January marks National Mentorship Month which is a great opportunity for me to talk about my dad, Bill Mackey. He was an original investor in Whole Foods Market, a long-time board member, and my greatest mentor. There is no doubt in my mind that Whole Foods would have failed in its earliest days if not for his mentorship.
When I co-founded the company in 1978, I had almost no experience in business, and I’d taken zero business classes in college. Fortunately, my dad was a former professor of accounting at Rice University and he later became CEO of a public hospital management company, Lifemark, until it was sold in 1984 to a larger corporation.
For the first sixteen years of Whole Foods’ existence, I consulted with him before making any important business decisions. But, once Whole Foods went public in 1992 and the company entered an era of rapid expansion, tension developed in our relationship. My father and I didn’t see eye to eye about the company’s growth path. I was on fire about Whole Foods’ growth and wanted to expand rapidly. Our previous cash constraints were no longer a barrier to expanding the business and I wanted to MOVE! My dad, on the other hand, favored a grow-slow approach. I believed he was way too conservative, and we were constantly arguing about whether or not we should make certain decisions.

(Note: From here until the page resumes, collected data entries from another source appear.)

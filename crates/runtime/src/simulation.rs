//! Frame-driven simulation of one network role.
//!
//! A [`Simulation`] owns every character, the agent scheduler, the match
//! coordinator, and the world collaborators. Embedders drive it with
//! [`Simulation::step`] and feed it input through [`Simulation::submit`].

use std::collections::{BTreeMap, VecDeque};
use std::sync::Arc;

use game_core::{
    AbilityCatalog, AbilityHandle, AbilityHost, Character, CharacterTemplate, ControllerId,
    Damageable, EntityId, GameConfig, InstanceId, Intent, MatchCoordinator, Replicable, Role,
};
use tracing::{debug, info, warn};

use crate::agent::{AgentController, AgentScheduler, BehaviorPolicy, presets};
use crate::coordinator::{ArenaCoordinator, ArenaRules, ScoreBoard};
use crate::error::{Result, RuntimeError};
use crate::events::{EventLog, GameEvent};
use crate::replication::{self, ClientPacket, RemoteActivation, ServerPacket};
use crate::world::{Armory, MovementLog, MovementService, WorldService};

/// Builder for [`Simulation`].
pub struct SimulationBuilder {
    role: Role,
    config: GameConfig,
    catalog: AbilityCatalog,
    world: Option<Box<dyn WorldService>>,
    movement: Option<Box<dyn MovementService>>,
}

impl SimulationBuilder {
    pub fn new() -> Self {
        Self {
            role: Role::Authority,
            config: GameConfig::default(),
            catalog: AbilityCatalog::new(),
            world: None,
            movement: None,
        }
    }

    pub fn role(mut self, role: Role) -> Self {
        self.role = role;
        self
    }

    pub fn config(mut self, config: GameConfig) -> Self {
        self.config = config;
        self
    }

    pub fn catalog(mut self, catalog: AbilityCatalog) -> Self {
        self.catalog = catalog;
        self
    }

    pub fn world(mut self, world: impl WorldService + 'static) -> Self {
        self.world = Some(Box::new(world));
        self
    }

    pub fn movement(mut self, movement: impl MovementService + 'static) -> Self {
        self.movement = Some(Box::new(movement));
        self
    }

    pub fn build(self) -> Result<Simulation> {
        if self.config.tick_rate == 0 {
            return Err(RuntimeError::InvalidConfig("tick_rate must be positive"));
        }
        if self.config.sync_interval_ticks == 0 {
            return Err(RuntimeError::InvalidConfig(
                "sync_interval_ticks must be positive",
            ));
        }

        let coordinator = Arc::new(ArenaCoordinator::new(ArenaRules::from(&self.config)));
        info!(role = %self.role, tick_rate = self.config.tick_rate, "simulation created");

        Ok(Simulation {
            role: self.role,
            config: self.config,
            catalog: self.catalog,
            characters: BTreeMap::new(),
            scheduler: AgentScheduler::new(),
            coordinator,
            world: self.world.unwrap_or_else(|| Box::new(Armory::default())),
            movement: self
                .movement
                .unwrap_or_else(|| Box::new(MovementLog::new())),
            events: EventLog::new(),
            queue: VecDeque::new(),
            outbound: Vec::new(),
            outbound_requests: Vec::new(),
            tick: 0,
            last_server_tick: None,
            next_entity: 1,
            next_controller: 1,
            match_ended: false,
        })
    }
}
use game_core::{AbilityHandle, EntityId, ReplicationSnapshot};
use serde::{Deserialize, Serialize};

/// Snapshots produced by the authority during one tick.
#[derive(Clone, Debug, PartialEq, Eq, Serialize, Deserialize)]
pub struct ServerPacket {
    pub tick: u64,
    pub snapshots: Vec<ReplicationSnapshot>,
}

/// Ability activation the observer asks the authority to perform.
#[derive(Clone, Copy, Debug, PartialEq, Eq, Serialize, Deserialize)]
pub struct RemoteActivation {
    pub entity: EntityId,
    pub handle: AbilityHandle,
}

/// Requests produced by an observer during one tick.
#[derive(Clone, Debug, PartialEq, Eq, Serialize, Deserialize)]
pub struct ClientPacket {
    pub tick: u64,
    pub requests: Vec<RemoteActivation>,
}
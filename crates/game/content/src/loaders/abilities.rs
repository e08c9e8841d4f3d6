//! Ability catalog loader.

use std::path::Path;

use game_core::{AbilityCatalog, AbilityDef};
use serde::{Deserialize, Serialize};
use tracing::debug;

use crate::loaders::{LoadResult, read_file};

/// Ability catalog structure for RON files.
#[derive(Debug, Clone, Serialize, Deserialize)]
pub struct AbilityFile {
    pub abilities: Vec<AbilityDef>,
}

/// Loader for the ability catalog from RON files.
pub struct AbilityLoader;

impl AbilityLoader {
    /// Load the ability catalog from a RON file.
    ///
    /// Ability names must be unique.
    pub fn load(path: &Path) -> LoadResult<AbilityCatalog> {
        let content = read_file(path)?;
        let catalog = Self::parse(&content)?;
        debug!(path = %path.display(), count = catalog.len(), "ability catalog loaded");
        Ok(catalog)
    }

    /// Parse the ability catalog from RON text.
    pub fn parse(content: &str) -> LoadResult<AbilityCatalog> {
        let file: AbilityFile = ron::from_str(content)
            .map_err(|e| anyhow::anyhow!("Failed to parse ability catalog RON: {}", e))?;

        AbilityCatalog::from_defs(file.abilities)
            .map_err(|e| anyhow::anyhow!("Invalid ability catalog: {}", e))
    }
}
use super::GameEvent;

/// Append-only buffer of events awaiting collection.
#[derive(Debug, Default)]
pub struct EventLog {
    pending: Vec<GameEvent>,
    total: u64,
}

impl EventLog {
    pub fn new() -> Self {
        Self::default()
    }

    pub fn push(&mut self, event: GameEvent) {
        self.total += 1;
        self.pending.push(event);
    }

    /// Takes every pending event, oldest first.
    pub fn drain(&mut self) -> Vec<GameEvent> {
        std::mem::take(&mut self.pending)
    }

    pub fn pending(&self) -> &[GameEvent] {
        &self.pending
    }

    /// Events recorded since creation, drained or not.
    pub fn total(&self) -> u64 {
        self.total
    }
}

So, in 1994, I asked my dad to resign from the board of directors. This was the hardest thing I’ve ever done in my life. I had agonized over the decision but saw no other way. I had to overcome a lot of fear because I was emotionally and intellectually dependent on my dad. I also knew that this decision hurt him a lot – he felt rejected – and I felt guilty. It was a painful decision to make, and that pain lasted a while on both sides. It took time for our relationship to repair, but we finally reconciled within a year. As hard as this decision was, it ultimately proved to be a win-win-win solution – good for me, good for him, and most importantly, good for Whole Foods. I was able to become more independent as a leader, my father benefited financially from a company he helped nurture, and Whole Foods was on its way to becoming the industry leader.

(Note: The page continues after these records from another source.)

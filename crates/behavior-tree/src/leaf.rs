//! Closure-backed leaf nodes.

use std::fmt;
use std::marker::PhantomData;

use crate::{Behavior, Status};

/// Succeeds when the predicate holds, fails otherwise.
pub struct Condition<C, F> {
    name: &'static str,
    predicate: F,
    _ctx: PhantomData<fn(&C)>,
}

impl<C, F> Condition<C, F>
where
    F: Fn(&C) -> bool + Send + Sync,
{
    pub fn new(name: &'static str, predicate: F) -> Self {
        Self {
            name,
            predicate,
            _ctx: PhantomData,
        }
    }

    pub fn name(&self) -> &'static str {
        self.name
    }
}

impl<C, F> Behavior<C> for Condition<C, F>
where
    F: Fn(&C) -> bool + Send + Sync,
{
    fn tick(&self, ctx: &mut C) -> Status {
        (self.predicate)(ctx).into()
    }
}

impl<C, F> fmt::Debug for Condition<C, F> {
    fn fmt(&self, f: &mut fmt::Formatter<'_>) -> fmt::Result {
        f.debug_tuple("Condition").field(&self.name).finish()
    }
}

/// Runs a closure against the context and returns its status.
pub struct Action<C, F> {
    name: &'static str,
    run: F,
    _ctx: PhantomData<fn(&mut C)>,
}

impl<C, F> Action<C, F>
where
    F: Fn(&mut C) -> Status + Send + Sync,
{
    pub fn new(name: &'static str, run: F) -> Self {
        Self {
            name,
            run,
            _ctx: PhantomData,
        }
    }

    pub fn name(&self) -> &'static str {
        self.name
    }
}

impl<C, F> Behavior<C> for Action<C, F>
where
    F: Fn(&mut C) -> Status + Send + Sync,
{
    fn tick(&self, ctx: &mut C) -> Status {
        (self.run)(ctx)
    }
}

impl<C, F> fmt::Debug for Action<C, F> {
    fn fmt(&self, f: &mut fmt::Formatter<'_>) -> fmt::Result {
        f.debug_tuple("Action").field(&self.name).finish()
    }
}
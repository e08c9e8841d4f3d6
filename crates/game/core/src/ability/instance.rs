use std::fmt;
use std::sync::Arc;

use super::def::AbilityDef;
use super::tag::TagContainer;

/// Stable index of an ability in a character's grant list.
///
/// Handles survive remove/grant cycles, which lets an observer name an ability
/// when asking the authority to activate it.
#[derive(Clone, Copy, Debug, PartialEq, Eq, PartialOrd, Ord, Hash)]
#[cfg_attr(feature = "serde", derive(serde::Serialize, serde::Deserialize))]
pub struct AbilityHandle(pub u32);

impl fmt::Display for AbilityHandle {
    fn fmt(&self, f: &mut fmt::Formatter<'_>) -> fmt::Result {
        write!(f, "ability#{}", self.0)
    }
}

/// Identifier of one activation, unique per orchestrator.
#[derive(Clone, Copy, Debug, PartialEq, Eq, PartialOrd, Ord, Hash)]
#[cfg_attr(feature = "serde", derive(serde::Serialize, serde::Deserialize))]
pub struct InstanceId(pub u64);

/// A running ability owned by the character that activated it.
#[derive(Clone, Debug)]
pub struct AbilityInstance {
    id: InstanceId,
    handle: AbilityHandle,
    def: Arc<AbilityDef>,
    elapsed: f32,
}

impl AbilityInstance {
    pub(crate) fn new(id: InstanceId, handle: AbilityHandle, def: Arc<AbilityDef>) -> Self {
        Self {
            id,
            handle,
            def,
            elapsed: 0.0,
        }
    }

    pub fn id(&self) -> InstanceId {
        self.id
    }

    pub fn handle(&self) -> AbilityHandle {
        self.handle
    }

    pub fn name(&self) -> &str {
        &self.def.name
    }

    pub fn tags(&self) -> &TagContainer {
        &self.def.tags
    }

    pub fn def(&self) -> &AbilityDef {
        &self.def
    }

    /// Seconds since activation.
    pub fn elapsed(&self) -> f32 {
        self.elapsed
    }

    pub(crate) fn advance(&mut self, dt: f32) {
        self.elapsed += dt;
    }

    /// True once a timed ability has run for its full duration.
    pub fn is_complete(&self) -> bool {
        self.def
            .duration
            .is_some_and(|duration| self.elapsed >= duration)
    }
}
//! Game configuration loader.

use std::path::Path;

use game_core::GameConfig;
use tracing::debug;

use crate::loaders::{LoadResult, read_file};

/// Loader for game configuration from TOML files.
pub struct ConfigLoader;

impl ConfigLoader {
    /// Load config data from a TOML file.
    ///
    /// Missing keys fall back to [`GameConfig::default`].
    pub fn load(path: &Path) -> LoadResult<GameConfig> {
        let content = read_file(path)?;
        let config = Self::parse(&content)?;
        debug!(path = %path.display(), tick_rate = config.tick_rate, "game config loaded");
        Ok(config)
    }

    /// Parse config data from TOML text.
    pub fn parse(content: &str) -> LoadResult<GameConfig> {
        let config: GameConfig = toml::from_str(content)
            .map_err(|e| anyhow::anyhow!("Failed to parse config TOML: {}", e))?;

        if config.tick_rate == 0 {
            anyhow::bail!("tick_rate must be positive");
        }
        if config.sync_interval_ticks == 0 {
            anyhow::bail!("sync_interval_ticks must be positive");
        }
        Ok(config)
    }
}

#[cfg(test)]
mod tests {
    use std::io::Write;

    use super::*;

    #[test]
    fn partial_file_keeps_defaults() {
        let mut file = tempfile::NamedTempFile::new().unwrap();
        writeln!(file, "score_limit = 3\nrespawn_delay = 1.5").unwrap();

        let config = ConfigLoader::load(file.path()).unwrap();
        assert_eq!(config.score_limit, 3);
        assert_eq!(config.respawn_delay, 1.5);
        assert_eq!(config.tick_rate, GameConfig::DEFAULT_TICK_RATE);
    }

    #[test]
    fn zero_tick_rate_is_rejected() {
        let error = ConfigLoader::parse("tick_rate = 0").unwrap_err();
        assert!(error.to_string().contains("tick_rate"));
    }

    #[test]
    fn missing_file_reports_path() {
        let dir = tempfile::tempdir().unwrap();
        let path = dir.path().join("absent.toml");
        let error = ConfigLoader::load(&path).unwrap_err();
        assert!(error.to_string().contains("absent.toml"));
    }
}
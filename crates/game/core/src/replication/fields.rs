use bitflags::bitflags;

bitflags! {
    /// Which replicated fields of a character a snapshot carries.
    #[derive(Clone, Copy, Debug, PartialEq, Eq, Hash, Default)]
    #[cfg_attr(feature = "serde", derive(serde::Serialize, serde::Deserialize))]
    pub struct ReplicatedFields: u8 {
        const CHARACTER_LEVEL = 1 << 0;
    }
}
use behavior_tree::{Behavior, Status};
use game_core::{Intent, TagContainer};

use crate::agent::AgentContext;

/// Requests activation of every granted ability matching `tags`.
pub struct ActivateAbilities {
    pub tags: TagContainer,
}

impl Behavior<AgentContext> for ActivateAbilities {
    fn tick(&self, ctx: &mut AgentContext) -> Status {
        ctx.push_intent(Intent::activate(self.tags.clone()));
        Status::Success
    }
}

/// Fires the held item at the preferred target.
pub struct ShootTarget;

impl Behavior<AgentContext> for ShootTarget {
    fn tick(&self, ctx: &mut AgentContext) -> Status {
        if !ctx.pawn.has_item {
            return Status::Failure;
        }
        let Some(target) = ctx.preferred_target() else {
            return Status::Failure;
        };

        ctx.push_intent(Intent::Shoot {
            target: Some(target.entity),
        });
        Status::Success
    }
}

/// Pushes forward-axis input.
pub struct Advance {
    pub value: f32,
}

impl Behavior<AgentContext> for Advance {
    fn tick(&self, ctx: &mut AgentContext) -> Status {
        ctx.push_intent(Intent::MoveForward(self.value));
        Status::Success
    }
}

/// Pushes strafe-axis input.
pub struct Strafe {
    pub value: f32,
}

impl Behavior<AgentContext> for Strafe {
    fn tick(&self, ctx: &mut AgentContext) -> Status {
        ctx.push_intent(Intent::MoveRight(self.value));
        Status::Success
    }
}

/// Does nothing and keeps running.
pub struct Idle;

impl Behavior<AgentContext> for Idle {
    fn tick(&self, _ctx: &mut AgentContext) -> Status {
        Status::Running
    }
}
//! Headless arena client.
//!
//! # Architecture
//!
//! ```text
//! ArenaConfig (env) ──> ContentFactory ──> ArenaContent
//!                                              │
//!                     ┌────────────────────────┴───────────────┐
//!                     ▼                                        ▼
//!          Simulation (authority) <── ReplicationLink ──> Simulation (observers)
//! ```
//!
//! The authority runs every agent; observers only mirror replicated state.

pub mod config;
pub mod session;

pub use config::ArenaConfig;
pub use session::{MatchSummary, run_match};
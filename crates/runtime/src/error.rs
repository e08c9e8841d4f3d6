//! Unified error types surfaced by the simulation API.
use game_core::{CatalogError, EntityId, Role, SpawnError};
use thiserror::Error;

use crate::replication::CodecError;

pub type Result<T> = std::result::Result<T, RuntimeError>;

#[derive(Debug, Error)]
pub enum RuntimeError {
    #[error("entity {0} does not exist")]
    UnknownEntity(EntityId),

    #[error("{operation} requires the {expected} role, simulation is {actual}")]
    WrongRole {
        operation: &'static str,
        expected: Role,
        actual: Role,
    },

    #[error("invalid simulation config: {0}")]
    InvalidConfig(&'static str),

    #[error("failed to spawn `{name}`")]
    Spawn {
        name: String,
        #[source]
        source: SpawnError,
    },

    #[error(transparent)]
    Catalog(#[from] CatalogError),

    #[error(transparent)]
    Codec(#[from] CodecError),
}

My dad’s mentorship was invaluable during those 16 years and helped me learn that sometimes you can outgrow a mentor and that’s ok. I never really had a formal mentor from that point on, but I have encountered many people who impacted me by sharing their wisdom and experiences. Mentorship comes in many forms, so don’t miss out on the opportunity to learn from those with experience who have walked in your shoes.